--- START ---

impl ProviderManager {
    pub fn new(adapters: Vec<Arc<dyn ProviderAdapter>>, config: ManagerConfig) -> Self {
        debug!(adapter_count = adapters.len(), "ProviderManager::new: called");
        Self {
            adapters,
            active: AtomicUsize::new(0),
            config,
        }
    }

    /// Build CLI adapters from config; `default_marker` applies to adapters
    /// without their own completion marker
    pub fn from_config(config: &ManagerConfig, default_marker: Option<&str>) -> Result<Self> {
        debug!(adapter_count = config.adapters.len(), "ProviderManager::from_config: called");
        let adapters = config
            .adapters
            .iter()
            .map(|adapter| {
                let mut adapter = adapter.clone();
                if adapter.completion_marker.is_none() {
                    adapter.completion_marker = default_marker.map(str::to_string);
                }
                CliAdapter::from_config(adapter).map(|a| Arc::new(a) as Arc<dyn ProviderAdapter>)
            })
            .collect::<Result<Vec<_>>>()?;
        Ok(Self::new(adapters, config.clone()))
    }

    pub fn adapters(&self) -> &[Arc<dyn ProviderAdapter>] {
        &self.adapters
    }

    pub fn config(&self) -> &ManagerConfig {
        &self.config
    }

    pub fn active_name(&self) -> Option<&str> {
        self.adapters
            .get(self.active.load(Ordering::SeqCst))
            .map(|a| a.name())
    }

    /// Send a prompt through the best adapter, retrying and failing over
    ///
    /// Every attempt updates the health of the adapter that served it.
    pub async fn apply_patch(&self, prompt: &str, options: &InvokeOptions) -> Result<PatchResult, ManagerError> {
        debug!(prompt_len = prompt.len(), reasoning = ?options.reasoning, "ProviderManager::apply_patch: called");
        let max_wait = Duration::from_millis(self.config.max_rate_limit_wait_ms);
        let mut excluded: HashSet<usize> = HashSet::new();
        let mut last_kind: Option<ErrorKind> = None;
        let mut waited = Duration::ZERO;

        loop {
            if options.kill.is_cancelled() {
                debug!("ProviderManager::apply_patch: cancelled");
                return Err(ManagerError::Cancelled);
            }

            let index = match self.select(&excluded, options.reasoning).await {
                Selection::Ready(index) => index,
                Selection::RateLimited(wait) => {
                    if waited + wait > max_wait {
                        warn!(
                            wait_ms = wait.as_millis() as u64,
                            waited_ms = waited.as_millis() as u64,
                            "Every provider is rate limited beyond the wait limit"
                        );
                        return Err(ManagerError::NoProviderAvailable {
                            last: last_kind.or(Some(ErrorKind::RateLimited)),
                        });
                    }
                    info!(wait_ms = wait.as_millis() as u64, "All providers rate limited, waiting for reset");
                    tokio::select! {
                        _ = tokio::time::sleep(wait) => {}
                        _ = options.kill.cancelled() => return Err(ManagerError::Cancelled),
                    }
                    waited += wait;
                    continue;
                }
                Selection::None => {
                    warn!(last = ?last_kind, "No provider available");
                    return Err(ManagerError::NoProviderAvailable { last: last_kind });
                }
            };

            let adapter = Arc::clone(&self.adapters[index]);
            let err = match self.attempt(&adapter, prompt, options).await {
                Ok(result) => return Ok(result),
                Err(err) => err,
            };

            if options.kill.is_cancelled() {
                return Err(ManagerError::Cancelled);
            }
            last_kind = Some(err.kind);

            match err.kind {
                ErrorKind::RateLimited => {
                    warn!(provider = %adapter.name(), error = %err, "Provider rate limited, failing over");
                }
                ErrorKind::AuthExpired | ErrorKind::QuotaExceeded => {
                    warn!(provider = %adapter.name(), error = %err, "Provider unusable, failing over");
                    excluded.insert(index);
                }
                ErrorKind::Transient | ErrorKind::Permanent => {
                    debug!(provider = %adapter.name(), kind = %err.kind, "ProviderManager::apply_patch: giving up");
                    return Err(err.into());
                }
            }
        }
    }

    /// One adapter, with same-adapter retries for transient failures
    async fn attempt(
        &self,
        adapter: &Arc<dyn ProviderAdapter>,
        prompt: &str,
        options: &InvokeOptions,
    ) -> Result<PatchResult, ProviderError> {
        debug!(provider = %adapter.name(), "ProviderManager::attempt: called");
        let backoff = Backoff::new(self.config.retry.clone()).with_cancel(options.kill.clone());

        let output = backoff
            .retry(|attempt| {
                let adapter = Arc::clone(adapter);
                async move {
                    debug!(provider = %adapter.name(), attempt, "ProviderManager::attempt: sending");
                    let start = Instant::now();
                    let result = adapter.send(prompt, options).await;
                    let elapsed = start.elapsed();
                    match &result {
                        Ok(out) => adapter.health().record_success(elapsed, out.tokens, out.cost),
                        Err(e) => {
                            let block = (e.kind == ErrorKind::RateLimited).then(|| self.rate_limit_block(e));
                            adapter.health().record_failure(e.kind, elapsed, block);
                        }
                    }
                    result
                }
            })
            .await?;

        Ok(PatchResult {
            output: output.output,
            completed: output.completed,
            provider: adapter.name().to_string(),
            tokens: output.tokens,
        })
    }

    fn rate_limit_block(&self, err: &ProviderError) -> Duration {
        let cooldown = Duration::from_millis(self.config.rate_limit_cooldown_ms.max(1));
        let block = err.retry_after.unwrap_or(cooldown).min(MAX_RESET_HINT);
        debug!(hint = ?err.retry_after, block_ms = block.as_millis() as u64, "ProviderManager::rate_limit_block: called");
        block.max(Duration::from_millis(1))
    }

    fn eligible(&self, index: usize, excluded: &HashSet<usize>, tier: Option<ReasoningTier>) -> bool {
        !excluded.contains(&index) && tier.is_none_or(|t| self.adapters[index].capabilities().supports(t))
    }

    async fn select(&self, excluded: &HashSet<usize>, tier: Option<ReasoningTier>) -> Selection {
        let active = self.active.load(Ordering::SeqCst);
        if let Some(adapter) = self.adapters.get(active)
            && self.eligible(active, excluded, tier)
            && !adapter.health().is_rate_limited()
            && adapter.health().score() >= self.config.health_threshold
            && adapter.available().await
        {
            debug!(provider = %adapter.name(), "ProviderManager::select: keeping active provider");
            return Selection::Ready(active);
        }

        let mut best: Option<(usize, f64)> = None;
        let mut earliest: Option<Duration> = None;
        for (index, adapter) in self.adapters.iter().enumerate() {
            if !self.eligible(index, excluded, tier) {
                continue;
            }
            if let Some(remaining) = adapter.health().rate_limited_for() {
                earliest = Some(earliest.map_or(remaining, |e| e.min(remaining)));
                continue;
            }
            if !adapter.available().await {
                debug!(provider = %adapter.name(), "ProviderManager::select: provider unavailable");
                continue;
            }
            let score = adapter.health().score();
            if best.is_none_or(|(_, s)| score > s) {
                best = Some((index, score));
            }
        }

        match (best, earliest) {
            (Some((index, score)), _) => {
                if index != active {
                    info!(
                        from = self.adapters.get(active).map(|a| a.name()).unwrap_or("-"),
                        to = %self.adapters[index].name(),
                        score,
                        "Switching provider"
                    );
                    self.active.store(index, Ordering::SeqCst);
                }
                Selection::Ready(index)
            }
            (None, Some(wait)) => Selection::RateLimited(wait),
            (None, None) => Selection::None,
        }
    }

    /// Health and routing state of every adapter
    pub fn health_report(&self) -> Vec<ProviderReport> {
        let active = self.active.load(Ordering::SeqCst);
        self.adapters
            .iter()
            .enumerate()
            .map(|(index, adapter)| {
                let health = adapter.health_status();
                ProviderReport {
                    name: adapter.name().to_string(),
                    active: index == active,
                    score: health.score(),
                    rate_limited_for_ms: adapter.health().rate_limited_for().map(|d| d.as_millis() as u64),
                    health,
                    capabilities: adapter.capabilities().clone(),
                }
            })
            .collect()
    }

    /// Clear the counters of one adapter; returns whether it exists
    pub fn reset_health(&self, name: &str) -> bool {
        debug!(%name, "ProviderManager::reset_health: called");
        match self.adapters.iter().find(|a| a.name() == name) {
            Some(adapter) => {
                adapter.health().reset();
                info!(provider = %name, "Provider health reset");
                true
            }
            None => false,
        }
    }
}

--- END ---

**Aim of the task**
Check each line of the data above, and please copy the ones in which the string "score" occurs.

**Answer section**
            && adapter.health().score() >= self.config.health_threshold
            let score = adapter.health().score();
            if best.is_none_or(|(_, s)| score > s) {
                best = Some((index, score));
            (Some((index, score)), _) => {
                        score,
                    score: health.score(),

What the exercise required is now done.